"Aftersun" de Charlotte Wells, une oeuvre minimaliste et poignante
Calum, la trentaine, et sa fille Sophie, bientôt 11 ans, passent leurs vacances estivales dans un club de Turquie. Sur place, Sophie filme les moments de complicité, et de tensions, avec son père qui cache comme il peut les signes de dépression et se noie dans les livres de développement personnel.
La fillette en profite pour se rapprocher d’un groupe de jeunes Anglais, expérimente son premier baiser avec un garçon sur place, reproche à Calum ses problèmes d’argent, et s’éloigne de son père pour voler de ses propres ailes.
Un bonheur évaporé
Entremêlant aux images objectives des séquences tournées par Sophie avec sa caméra miniDV, "Aftersun" s’appuie sur une dramaturgie en sourdine où un moment de plongée sous-marine, un instant de sieste partagée, les tractations chez un marchand de tapis ou une danse nocturne sur "La Macarena" composent le fil d’une narration minimaliste sur lequel plane peu à peu une ombre floue et indicible.
Par touches impressionnistes, la cinéaste écossaise Charlotte Wells, dont c’est ici le premier, et très réussi, long métrage, joue sur deux mouvements contraires qui insufflent une tension et une mélancolie profondes au résultat, sublimé par le regard empreint de tristesse de Paul Mescal et par la candeur énergique de la jeune Frankie Corio.

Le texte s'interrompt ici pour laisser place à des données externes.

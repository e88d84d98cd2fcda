//! Requests crossing from the coordinator to the poll thread, and the reply
//! records crossing back.

use std::io;
use std::os::unix::io::RawFd;
use std::sync::Arc;

use crate::waiter::WaiterCell;
use crate::{Interest, RegistrationId};

/// Key into the coordinator's pending-replies table.
pub(crate) type ReplyId = usize;

/// A request for the poll thread, queued on the MPSC request queue.
///
/// Register, modify and deregister round-trip through a reply record; arm is
/// fire-and-forget (errors are logged on the poll thread).
pub(crate) enum Request {
    Register {
        id: RegistrationId,
        fd: RawFd,
        interest: Interest,
        reply: ReplyId,
    },
    Modify {
        id: RegistrationId,
        interest: Interest,
        reply: ReplyId,
    },
    Deregister {
        id: RegistrationId,
        /// `None` for orphan cleanup, where nobody awaits the outcome.
        reply: Option<ReplyId>,
    },
    Arm {
        id: RegistrationId,
        interest: Interest,
    },
    /// Bulk removal during shutdown.
    DeregisterAll,
}

/// Failure shape of a reply record. The poll thread never raises driver
/// errors locally; they travel back through these.
#[derive(Debug)]
pub(crate) enum ReplyError {
    Os(io::Error),
    Shutdown,
}

pub(crate) type ReplyResult = Result<(), ReplyError>;

/// A slot in the pending-replies table.
pub(crate) struct PendingReply {
    pub(crate) cell: Arc<WaiterCell<ReplyResult>>,
    /// Registration to tear down if the awaiting future was dropped before
    /// a successful register reply landed.
    pub(crate) cleanup: Option<RegistrationId>,
}

/// Notice that a waiter was cancelled and should be drained by the dispatch
/// thread. Carries the cell itself so a replaced table slot is never drained
/// by mistake.
pub(crate) struct DrainNotice {
    pub(crate) id: RegistrationId,
    pub(crate) cell: Arc<WaiterCell<super::Resume>>,
}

D’abord, un mouvement qui relie intimement ce père à sa fille, puis un autre qui commence à les séparer, à les distancer, marquant tout en suggestion l’autonomie naissante de Sophie parallèlement à la dissolution progressive de Calum.
>> A voir: la bande-annonce du film "Aftersun"
Le sentiment diffus de perte et d’absence se creuse, sans que rien ne soit jamais dit, avec l’incursion étrange de brèves scènes stroboscopiques, dans une boîte de nuit où une Sophie adulte semble voir son père danser comme un fou sur la piste. Un motif visuel qui métaphorise l’idée d’un souvenir cristallisé, immuable à côté des images d’un passé que le film nous fait vivre au présent, alors qu’elles sont traversées par les signes avant-coureurs d’un bonheur évaporé.
Une déflagration émotionnelle
Si l’on n’a pas manqué de comparer "Aftersun" à "Somewhere" (2010) de Sofia Coppola, qui retraçait d’une manière similaire la relation entre un cinéaste trentenaire et sa fillette de onze ans, on trouvera à peu près autant de différences entre la déflagration émotionnelle suscitée par l’élégance fine, sans prétention, du premier et les afféteries stylistiques et poseuses du second.
Les yeux embués, on aura de la peine à quitter entièrement cette parenthèse estivale vécue par ce père et sa fille, ces images d’une pureté fragile, ces moments précieux arrachés aux réminiscences du temps et qui résonnent sans forcer avec notre propre mémoire.
Rafael Wolf/sc
"Aftersun" de Charlotte Wells, avec Paul Mescal, Frankie Corio, à voir actuellement dans les salles romandes.